El reverso de ese progreso científico fue una pérdida de influencia de la religión y los intentos de crear religiones humanistas y laicas. A la autora, le parece un momento extraordinario en la historia del humanismo, con la mezcla de entusiasmo científico, deseo de mentores morales e intentos de sustituir la fe perdida tras «la muerte de Dios». El Londres victoriano —tan lleno de radicales, evolucionistas, librepensadores, agnósticos y positivistas, que, no ser uno de ellos, era no ser nadie, escribe Bakewell— es un buen escenario para verlo. Leslie Stephen, padre de Virginia Woolf, dijo: «Ahora no creo en nada, pero no por ello creo menos en la moralidad». «Quiero vivir y morir como un caballero, si es posible». En cuanto a George Eliot, si de la terna Dios, inmortalidad, deber, el primer término le parece inconcebible y el segundo, increíble, el tercero le parece perentorio y absoluto. Los dos plasman el fuerte sentido del deber sin necesidad de Dios, un deseo totalmente humano de hacer lo correcto, por nuestras propias vidas, nuestra propia humanidad.

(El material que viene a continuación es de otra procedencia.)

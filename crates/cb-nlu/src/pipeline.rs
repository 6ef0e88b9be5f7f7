//! End-to-end understanding of one query: annotate, classify, validate.

use std::sync::Arc;

use cb_protocol::{Message, MessageValidationCode, QueryRecord};
use cb_treequery::Sentence;
use chrono::NaiveDate;

use crate::annotator::Annotator;
use crate::error::NluResult;
use crate::lexicon::{Lexicon, LexiconConfig};
use crate::message::{MessageBuilder, ValidatedMessage, validate_message};

/// What the caller should do with a query.
#[derive(Debug, Clone, PartialEq, Eq)]
pub enum Outcome {
    /// Valid; hand it to an executor.
    Ready(ValidatedMessage),
    /// Underspecified or ambiguous; ask the user to rephrase.
    Clarify(MessageValidationCode),
    /// The classifier produced an impossible message; answer with a
    /// generic fallback.
    Fault(MessageValidationCode),
}

impl Outcome {
    pub fn code(&self) -> MessageValidationCode {
        match self {
            Self::Ready(_) => MessageValidationCode::Valid,
            Self::Clarify(code) | Self::Fault(code) => *code,
        }
    }
}

/// Outcome of a query plus its audit record.
#[derive(Debug, Clone)]
pub struct Understanding {
    pub outcome: Outcome,
    pub record: QueryRecord,
}

/// Annotator, lexicon and compiled patterns, shared read-only across
/// concurrent queries.
pub struct Pipeline {
    annotator: Arc<dyn Annotator>,
    lexicon: Lexicon,
    builder: MessageBuilder,
}

impl Pipeline {
    pub fn new(annotator: Arc<dyn Annotator>, extra: &LexiconConfig) -> NluResult<Self> {
        let lexicon = Lexicon::with_extra(extra);
        let builder = MessageBuilder::new(&lexicon)?;
        Ok(Self {
            annotator,
            lexicon,
            builder,
        })
    }

    /// Understand `text`, resolving relative dates against `today`.
    ///
    /// Annotator failures and malformed trees are errors; everything else,
    /// including invalid messages, is an [`Outcome`].
    pub async fn understand(&self, text: &str, today: NaiveDate) -> NluResult<Understanding> {
        let annotated = self.annotator.annotate(text).await?;
        let sentence = self.lexicon.restem(Sentence::try_from(annotated)?);
        let message = self.builder.create_message(&sentence, today);
        Ok(self.judge(text, message))
    }

    fn judge(&self, text: &str, message: Message) -> Understanding {
        let code = validate_message(&message);
        let record = QueryRecord::new(text, message.clone(), code);

        let outcome = match ValidatedMessage::try_from(message) {
            Ok(validated) => {
                tracing::debug!(id = %record.id, text, "query understood");
                Outcome::Ready(validated)
            }
            Err(code) if code.is_user_error() => {
                tracing::debug!(id = %record.id, text, code = %code, "clarification needed");
                Outcome::Clarify(code)
            }
            Err(code) => {
                tracing::error!(
                    id = %record.id,
                    text,
                    code = %code,
                    topic = ?record.message.topic(),
                    intent = ?record.message.intent(),
                    slots = ?record.message.slots(),
                    "classifier produced an invalid message"
                );
                Outcome::Fault(code)
            }
        };

        Understanding { outcome, record }
    }
}
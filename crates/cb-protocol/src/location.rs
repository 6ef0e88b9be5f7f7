//! Location gazetteer and name normalization.
//!
//! The persistence layer keys its time series by the normalized location
//! name, so slot filling and data loading must both go through
//! [`normalize`].

use regex::Regex;
use std::collections::HashSet;
use std::sync::LazyLock;

/// Parenthetical qualifiers, hyphens, apostrophes and sentence punctuation.
static STRIP_PATTERN: LazyLock<Regex> =
    LazyLock::new(|| Regex::new(r#"\s*\([^)]+\)|[.,;:!?'"’\-]"#).unwrap());

/// Abbreviations and alternate names, applied after stripping.
const ALIASES: &[(&str, &str)] = &[
    ("macedonia", "north macedonia"),
    ("hk", "hong kong"),
    ("nz", "new zealand"),
    ("democratic republic of congo", "congo"),
    ("uk", "united kingdom"),
    ("na", "north america"),
    ("eu", "european union"),
    ("uae", "united arab emirates"),
    ("bosnia", "bosnia and herzegovina"),
    ("salvador", "el salvador"),
    ("virgin islands", "british virgin islands"),
    ("us", "united states"),
    ("usa", "united states"),
    ("united states of america", "united states"),
];

pub const COUNTRIES: &[&str] = &[
    "afghanistan", "albania", "algeria", "andorra", "angola", "anguilla",
    "antigua and barbuda", "argentina", "armenia", "aruba", "australia",
    "austria", "azerbaijan", "bahamas", "bahrain", "bangladesh", "barbados",
    "belarus", "belgium", "belize", "benin", "bermuda", "bhutan", "bolivia",
    "bonaire sint eustatius and saba", "bosnia and herzegovina", "botswana",
    "brazil", "british virgin islands", "brunei", "bulgaria", "burkina faso",
    "burundi", "cambodia", "cameroon", "canada", "cape verde", "cayman islands",
    "central african republic", "chad", "chile", "china", "colombia", "comoros",
    "congo", "cook islands", "costa rica", "cote divoire", "croatia", "cuba",
    "curacao", "cyprus", "czechia", "denmark", "djibouti", "dominica",
    "dominican republic", "ecuador", "egypt", "el salvador", "england",
    "equatorial guinea", "eritrea", "estonia", "eswatini", "ethiopia",
    "faeroe islands", "falkland islands", "fiji", "finland", "france",
    "french polynesia", "gabon", "gambia", "georgia", "germany", "ghana",
    "gibraltar", "greece", "greenland", "grenada", "guatemala", "guernsey",
    "guinea", "guineabissau", "guyana", "haiti", "honduras", "hong kong",
    "hungary", "iceland", "india", "indonesia", "iran", "iraq", "ireland",
    "isle of man", "israel", "italy", "jamaica", "japan", "jersey", "jordan",
    "kazakhstan", "kenya", "kiribati", "kosovo", "kuwait", "kyrgyzstan", "laos",
    "latvia", "lebanon", "lesotho", "liberia", "libya", "liechtenstein",
    "lithuania", "luxembourg", "macao", "madagascar", "malawi", "malaysia",
    "maldives", "mali", "malta", "marshall islands", "mauritania", "mauritius",
    "mexico", "micronesia", "moldova", "monaco", "mongolia", "montenegro",
    "montserrat", "morocco", "mozambique", "myanmar", "namibia", "nauru",
    "nepal", "netherlands", "new caledonia", "new zealand", "nicaragua", "niger",
    "nigeria", "niue", "north macedonia", "northern cyprus", "northern ireland",
    "norway", "oceania", "oman", "pakistan", "palau", "palestine", "panama",
    "papua new guinea", "paraguay", "peru", "philippines", "pitcairn", "poland",
    "portugal", "qatar", "romania", "russia", "rwanda", "saint helena",
    "saint kitts and nevis", "saint lucia", "saint pierre and miquelon",
    "saint vincent and the grenadines", "samoa", "san marino",
    "sao tome and principe", "saudi arabia", "scotland", "senegal", "serbia",
    "seychelles", "sierra leone", "singapore", "sint maarten", "slovakia",
    "slovenia", "solomon islands", "somalia", "south africa", "south korea",
    "south sudan", "spain", "sri lanka", "sudan", "suriname", "sweden",
    "switzerland", "syria", "taiwan", "tajikistan", "tanzania", "thailand",
    "timor", "togo", "tokelau", "tonga", "trinidad and tobago", "tunisia",
    "turkey", "turkmenistan", "turks and caicos islands", "tuvalu", "uganda",
    "ukraine", "united arab emirates", "united kingdom", "united states",
    "uruguay", "uzbekistan", "vanuatu", "vatican", "venezuela", "vietnam",
    "wales", "wallis and futuna", "yemen", "zambia", "zimbabwe",
];

pub const CONTINENTS: &[&str] = &[
    "europe",
    "asia",
    "european union",
    "north america",
    "south america",
    "africa",
];

/// The aggregate used when a query names no location.
pub const WORLD: &str = "world";

/// Locations rendered with a leading definite article.
const WITH_ARTICLE: &[&str] = &["world", "united kingdom", "ukraine", "united states"];

static KNOWN_LOCATIONS: LazyLock<HashSet<&'static str>> = LazyLock::new(|| {
    COUNTRIES
        .iter()
        .chain(CONTINENTS)
        .copied()
        .chain(std::iter::once(WORLD))
        .collect()
});

/// Normalize a location name: lowercase, strip punctuation, hyphens,
/// apostrophes and parenthetical qualifiers, then resolve aliases.
pub fn normalize(name: &str) -> String {
    let lower = name.to_lowercase();
    let stripped = STRIP_PATTERN.replace_all(&lower, "");
    let stripped = stripped.trim();
    ALIASES
        .iter()
        .find(|(alias, _)| *alias == stripped)
        .map(|(_, canonical)| (*canonical).to_string())
        .unwrap_or_else(|| stripped.to_string())
}

/// True if `normalized` is a country, a continent or the world.
pub fn is_known(normalized: &str) -> bool {
    KNOWN_LOCATIONS.contains(normalized)
}

/// Prefix "the " where English requires it ("the world", "the united
/// kingdom"). Used only when rendering a location back to text.
pub fn with_article(location: &str) -> String {
    let lower = location.to_lowercase();
    if WITH_ARTICLE.contains(&lower.as_str()) {
        format!("the {location}")
    } else {
        location.to_string()
    }
}

#[cfg(test)]
mod tests {
    use super::*;

    #[test]
    fn uk_variants_normalize_alike() {
        assert_eq!(normalize("U.K."), "united kingdom");
        assert_eq!(normalize("uk"), "united kingdom");
        assert_eq!(normalize("UK"), normalize("U.K."));
    }

    #[test]
    fn usa_normalizes_to_united_states() {
        assert_eq!(normalize("USA"), "united states");
        assert_eq!(normalize("U.S."), "united states");
        assert_eq!(normalize("United States of America"), "united states");
    }

    #[test]
    fn aliases_from_table() {
        assert_eq!(normalize("HK"), "hong kong");
        assert_eq!(normalize("Macedonia"), "north macedonia");
        assert_eq!(normalize("EU"), "european union");
        assert_eq!(normalize("NA"), "north america");
        assert_eq!(normalize("Bosnia"), "bosnia and herzegovina");
        assert_eq!(normalize("Salvador"), "el salvador");
        assert_eq!(normalize("Virgin Islands"), "british virgin islands");
    }

    #[test]
    fn strips_parenthetical_and_apostrophes() {
        assert_eq!(normalize("Congo (Brazzaville)"), "congo");
        assert_eq!(normalize("Cote d'Ivoire"), "cote divoire");
        assert_eq!(normalize("Guinea-Bissau"), "guineabissau");
        assert!(is_known(&normalize("Guinea-Bissau")));
    }

    #[test]
    fn unlisted_string_passes_through() {
        let normalized = normalize("Atlantis!");
        assert_eq!(normalized, "atlantis");
        assert!(!is_known(&normalized));
    }

    #[test]
    fn gazetteer_membership() {
        assert!(is_known("germany"));
        assert!(is_known("europe"));
        assert!(is_known("world"));
        assert!(!is_known("covid"));
    }

    #[test]
    fn article_prefixing() {
        assert_eq!(with_article("world"), "the world");
        assert_eq!(with_article("united kingdom"), "the united kingdom");
        assert_eq!(with_article("Ukraine"), "the Ukraine");
        assert_eq!(with_article("united states"), "the united states");
        assert_eq!(with_article("germany"), "germany");
    }
}
//! Linguistic annotator client.
//!
//! The annotator turns raw text into a dependency parse with named
//! entities. It is the only I/O on the understanding path; a failure here
//! is a hard error, never a validation code, and is not retried.

use async_trait::async_trait;
use cb_treequery::AnnotatedSentence;
use serde::{Deserialize, Serialize};

use crate::error::{NluError, NluResult};

/// Produces an annotated sentence for raw query text.
#[async_trait]
pub trait Annotator: Send + Sync {
    async fn annotate(&self, text: &str) -> NluResult<AnnotatedSentence>;
}

/// Configuration for the HTTP annotation service.
#[derive(Debug, Clone, Deserialize)]
pub struct AnnotatorConfig {
    /// Service base URL; requests go to `{url}/annotate`.
    #[serde(default = "default_url")]
    pub url: String,
    /// Request timeout in seconds.
    #[serde(default = "default_timeout_secs")]
    pub timeout_secs: u64,
}

fn default_url() -> String {
    "http://localhost:8090".into()
}
fn default_timeout_secs() -> u64 {
    5
}

impl Default for AnnotatorConfig {
    fn default() -> Self {
        Self {
            url: default_url(),
            timeout_secs: default_timeout_secs(),
        }
    }
}

#[derive(Serialize)]
struct AnnotateRequest<'a> {
    text: &'a str,
}

/// Client for an annotation service speaking JSON over HTTP.
pub struct HttpAnnotator {
    client: reqwest::Client,
    endpoint: String,
}

impl HttpAnnotator {
    pub fn new(config: &AnnotatorConfig) -> NluResult<Self> {
        let client = reqwest::Client::builder()
            .timeout(std::time::Duration::from_secs(config.timeout_secs))
            .build()
            .map_err(|e| NluError::Annotation(e.to_string()))?;
        Ok(Self {
            client,
            endpoint: format!("{}/annotate", config.url.trim_end_matches('/')),
        })
    }
}

#[async_trait]
impl Annotator for HttpAnnotator {
    async fn annotate(&self, text: &str) -> NluResult<AnnotatedSentence> {
        let response = self
            .client
            .post(&self.endpoint)
            .json(&AnnotateRequest { text })
            .send()
            .await
            .map_err(|e| {
                tracing::warn!(error = %e, endpoint = %self.endpoint, "annotator request failed");
                NluError::Annotation(e.to_string())
            })?;

        let status = response.status();
        if !status.is_success() {
            let body = response.text().await.unwrap_or_default();
            tracing::warn!(status = %status, body = %body, "annotator returned non-200");
            return Err(NluError::AnnotatorStatus {
                status: status.as_u16(),
                body,
            });
        }

        response.json::<AnnotatedSentence>().await.map_err(|e| {
            tracing::warn!(error = %e, "failed to parse annotator response body");
            NluError::Annotation(e.to_string())
        })
    }
}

La debilidad del humanismo
Las dos guerras mundiales supusieron una conmoción semejante al terremoto de Lisboa, pero esta vez por causas humanas. Mostraron la debilidad del humanismo —su combinación de lucidez e impotencia— frente a la fuerza bruta. Y tras 1945, se mantuvo el «hábito humano de comportarse de forma inhumana», patente en las dictaduras comunistas o en la Revolución Cultural china. «El hombre produce el mal como una abeja produce la miel», dijo William Golding, autor de una famosa novela que captaba ese espíritu de los tiempos. Y la conciencia del horror llevó a criticar a la Ilustración y el humanismo por haber desembocado en el Holocausto. Pero decir eso —argumenta la autora— es como decir que, puesto que sigue habiendo accidentes de tráfico a pesar de los semáforos, la culpa de los accidentes es de los semáforos. Esas críticas reflejan «la dificultad de los intelectuales por dar una respuesta adecuada a los acontecimientos extremos. Al ver desmantelados los valores civilizados y no tener a quién recurrir, no parecían considerar otra respuesta que un desmantelamiento aún más extremo de esos valores».

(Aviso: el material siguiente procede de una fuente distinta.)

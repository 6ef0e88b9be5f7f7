use serde::{Deserialize, Serialize};

/// What kind of answer is sought.
#[derive(Debug, Clone, Copy, PartialEq, Eq, Hash, Serialize, Deserialize, Default)]
#[serde(rename_all = "snake_case")]
pub enum ValueType {
    /// A count.
    Number,
    /// A date.
    Day,
    /// A place.
    Location,
    #[default]
    Unknown,
}

/// How the value is derived from the time series.
#[derive(Debug, Clone, Copy, PartialEq, Eq, Hash, Serialize, Deserialize, Default)]
#[serde(rename_all = "snake_case")]
pub enum CalculationType {
    RawValue,
    Sum,
    Maximum,
    Minimum,
    #[default]
    Unknown,
}

/// Whether the statistic is a daily delta or a running total.
#[derive(Debug, Clone, Copy, PartialEq, Eq, Hash, Serialize, Deserialize, Default)]
#[serde(rename_all = "snake_case")]
pub enum MeasurementType {
    Daily,
    Cumulative,
    #[default]
    Unknown,
}

/// Which dataset a numeric answer is drawn from.
///
/// Distinct from [`crate::Topic`]: the topic is the subject of the whole
/// sentence, the domain is the quantity the answer ranks or counts.
#[derive(Debug, Clone, Copy, PartialEq, Eq, Hash, Serialize, Deserialize, Default)]
#[serde(rename_all = "snake_case")]
pub enum ValueDomain {
    Cases,
    Vaccinations,
    #[default]
    Unknown,
}

/// The four independent intent axes of a query.
#[derive(Debug, Clone, Copy, PartialEq, Eq, Hash, Serialize, Deserialize, Default)]
pub struct Intent {
    #[serde(default)]
    pub value_type: ValueType,
    #[serde(default)]
    pub calculation_type: CalculationType,
    #[serde(default)]
    pub measurement_type: MeasurementType,
    #[serde(default)]
    pub value_domain: ValueDomain,
}

impl Intent {
    pub fn new(
        value_type: ValueType,
        calculation_type: CalculationType,
        measurement_type: MeasurementType,
        value_domain: ValueDomain,
    ) -> Self {
        Self {
            value_type,
            calculation_type,
            measurement_type,
            value_domain,
        }
    }

    /// True if any axis is still `Unknown`.
    pub fn has_unknown_axis(&self) -> bool {
        self.value_type == ValueType::Unknown
            || self.calculation_type == CalculationType::Unknown
            || self.measurement_type == MeasurementType::Unknown
            || self.value_domain == ValueDomain::Unknown
    }
}
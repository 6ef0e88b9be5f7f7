//! Message-understanding error types.

use cb_treequery::TreeError;
use thiserror::Error;

/// Errors that abort understanding before a message is built.
///
/// Validation outcomes are not errors; see
/// [`cb_protocol::MessageValidationCode`].
#[derive(Debug, Error)]
pub enum NluError {
    #[error("annotator request failed: {0}")]
    Annotation(String),

    #[error("annotator returned status {status}: {body}")]
    AnnotatorStatus { status: u16, body: String },

    #[error("malformed dependency tree: {0}")]
    Tree(#[from] TreeError),

    #[error("no annotation for input: {0}")]
    NotFound(String),
}

/// Convenience alias for message-understanding results.
pub type NluResult<T> = Result<T, NluError>;
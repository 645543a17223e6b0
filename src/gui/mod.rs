mod app;
mod login;

pub use app::CanvasAiApp;
pub use login::LoginForm;
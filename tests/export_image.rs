use base64::{engine::general_purpose, Engine as _};
use canvas_ai::canvas::export::{export_data_url, render_to_image, DATA_URL_PREFIX};
use canvas_ai::canvas::{Drawing, Point, StrokeCapture, StrokeColor};

fn drawing_with_line(from: Point, to: Point, color: StrokeColor) -> Drawing {
    let mut drawing = Drawing::default();
    let mut capture = StrokeCapture::default();
    capture.begin_stroke(&mut drawing, from, color);
    capture.extend_stroke(&mut drawing, to);
    capture.end_stroke();
    drawing
}

#[test]
fn empty_drawing_exports_all_opaque_white() {
    let img = render_to_image(&Drawing::default(), 64, 48);
    assert_eq!(img.dimensions(), (64, 48));
    assert!(img.pixels().all(|px| px.0 == [255, 255, 255, 255]));
}

#[test]
fn empty_export_survives_jpeg_compression_as_white() {
    let url = export_data_url(&Drawing::default(), 32, 32).expect("export");
    let bytes = general_purpose::STANDARD
        .decode(&url[DATA_URL_PREFIX.len()..])
        .expect("valid base64");
    let decoded = image::load_from_memory(&bytes).expect("decodable jpeg");
    let rgb = decoded.to_rgb8();
    assert_eq!(rgb.dimensions(), (32, 32));
    for px in rgb.pixels() {
        for channel in px.0 {
            assert!(channel >= 250, "channel {channel} drifted from white");
        }
    }
}

#[test]
fn raster_matches_the_live_frame_for_background_and_stroke_color() {
    let drawing = drawing_with_line(
        Point::new(4.0, 16.0),
        Point::new(28.0, 16.0),
        StrokeColor::Blue,
    );
    let img = render_to_image(&drawing, 32, 32);

    // Pixels on the stroke take the stroke color, pixels far away stay
    // background white, exactly as the live renderer paints them.
    assert_eq!(img.get_pixel(16, 16).0, [0, 0, 255, 255]);
    assert_eq!(img.get_pixel(16, 2).0, [255, 255, 255, 255]);
    assert_eq!(img.get_pixel(2, 30).0, [255, 255, 255, 255]);
}

#[test]
fn stroke_colors_survive_the_jpeg_round_trip_approximately() {
    let drawing = drawing_with_line(
        Point::new(4.0, 16.0),
        Point::new(28.0, 16.0),
        StrokeColor::Red,
    );
    let url = export_data_url(&drawing, 32, 32).expect("export");
    let bytes = general_purpose::STANDARD
        .decode(&url[DATA_URL_PREFIX.len()..])
        .expect("valid base64");
    let rgb = image::load_from_memory(&bytes).expect("decodable jpeg").to_rgb8();

    // Loose bounds: chroma subsampling bleeds the surrounding white into
    // the thin line.
    let on_stroke = rgb.get_pixel(16, 16).0;
    assert!(on_stroke[0] > 140, "red channel too weak: {on_stroke:?}");
    assert!(on_stroke[1] < 140 && on_stroke[2] < 140, "not red: {on_stroke:?}");

    let off_stroke = rgb.get_pixel(2, 30).0;
    assert!(off_stroke.iter().all(|&channel| channel >= 230));
}

#[test]
fn single_point_strokes_are_invisible_in_the_export() {
    let mut drawing = Drawing::default();
    let mut capture = StrokeCapture::default();
    capture.begin_stroke(&mut drawing, Point::new(16.0, 16.0), StrokeColor::Black);
    capture.end_stroke();

    let img = render_to_image(&drawing, 32, 32);
    assert!(img.pixels().all(|px| px.0 == [255, 255, 255, 255]));
}

#[test]
fn export_output_is_a_data_url() {
    let url = export_data_url(&Drawing::default(), 8, 8).expect("export");
    assert!(url.starts_with("data:image/jpeg;base64,"));
}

Con todo, esos críticos del humanismo ofrecieron “un valioso servicio de revisión”, poniendo de relieve cuestiones sobre las que tradicionalmente los humanistas habían pensado poco: la exclusión social, el racismo, el colonialismo. Algunos, como el radical Frantz Fanon, pensaban que la tradición humanista necesitaba una revisión drástica, pero no un rechazo total.
La esperanza que siempre ha guiado a los humanistas se fundamenta, tras la Segunda Guerra Mundial, en los programas educativos para sentar las bases de un renacimiento moral general, en instituciones como la UNESCO, de concepción fuertemente humanista, o en la Declaración Universal de los Derechos Humanos, “más inclusiva y culturalmente sensible que la mayoría de los documentos de su época”.